Source: Library of Congress
Today it's obvious that these kinds of photos are fakes. As cameras became more prevalent, people became more familiar with them and with effects like double exposures and lens flares.
But the mystery of the unfamiliar photograph lives on. Earlier this month, the Pentagon released a collection of declassified files related to reports of Unidentified Aerial Phenomena (UAP). Public figures like Bill Maher have expressed a belief that aliens are involved. While skeptics like Michael Shermer push back, noting that "absolutely nothing stands out beyond the usual blurry photographs, grainy videos, artist reconstructions, and countless stories about weird things in the sky and in space."
Similar to how difficult it was to understand the first superimposed photographs back in the 1860s, it's hard to understand the optical illusions that are a part of air and space travel today. Pilot and astronaut Scott Kelly has discussed just how challenging it can be:
In my experience of flying over 15,000 hours in 30 something years in airplanes and in space, the environment that we fly in is very conducive to optical illusions...
My brother Mark Kelly, a former NASA astronaut and also now a U.S. Senator, shared a story with me about an experience he had years ago that when he was the commander of STS 124; they were getting ready to close the payload bay doors of the Space Shuttle and they see something in the payload bay and they thought it was a tool, maybe a bolt—they couldn’t quite figure it out—and they were potentially going to have to go and do a spacewalk to retrieve it. But before they did that my brother grabbed the camera and they took a picture of it, and when they blew up the picture they realized that this is not a bolt or a tool in the payload bay; it was actually the International Space Station that was 80 miles away.
There are cases where pilots have rendezvoused on a buoy because they thought that was their wingman. It’s just a very very challenging environment to work, especially at night.
In another hundred years, will people look back and laugh at how anyone ever thought UAP footage represented aliens? I think that's likely. It's also likely we'll be on the edge of yet another unknown frontier, with another set of unfamiliar photographs that we don't yet fully understand.

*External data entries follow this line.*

//! Scheduling error types.

use chrono::{DateTime, Utc};
use thiserror::Error;

use crate::traits::{ProviderError, RepositoryError};
use crate::validation::ValidationError;

#[derive(Debug, Error)]
pub enum RecurrenceError {
    #[error("invalid rule: {}", summarize(.0))]
    InvalidRule(Vec<ValidationError>),

    #[error("invalid transition: {0}")]
    InvalidTransition(String),

    #[error("scheduling conflict: {0}")]
    Conflict(String),

    #[error("stale execution: {attempted} is not after the recorded {current}")]
    StaleExecution {
        attempted: DateTime<Utc>,
        current: DateTime<Utc>,
    },

    #[error("not found: {0}")]
    NotFound(String),

    #[error("persistence error: {0}")]
    Persistence(#[from] RepositoryError),

    #[error("calendar error: {0}")]
    Calendar(#[from] ProviderError),
}

/// Compact one-line rendering of a validation failure list.
fn summarize(errors: &[ValidationError]) -> String {
    errors
        .iter()
        .map(|e| format!("{}: {}", e.path, e.message))
        .collect::<Vec<_>>()
        .join("; ")
}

- "Spirit Photography and the Occult: Making the Invisible Visible". National Science and Media Museum. Accessed May, 2026.
- Houdini, Harry (1924). A Magician Among the Spirits. pp. 120-121.
- Finefield, Kristi. "A Ghostly Image: Spirit Photographs". Library of Congress Blogs. October 31, 2011.
- Iyer, Kaanita; Williams, Michael; Cohen, Marshall. "Pentagon releases initial batch of declassified files detailing UFOs". CNN. May 8, 2026.
- Penley, Taylor. "Bill Maher quips that UFO skeptics are now the ones who sound like 'conspiracy theorists' on aliens". Fox News. March 28, 2026.
- Shermer, Michael. "UFO Files Reveal … the Same Old Material". Skeptic. May 10, 2026.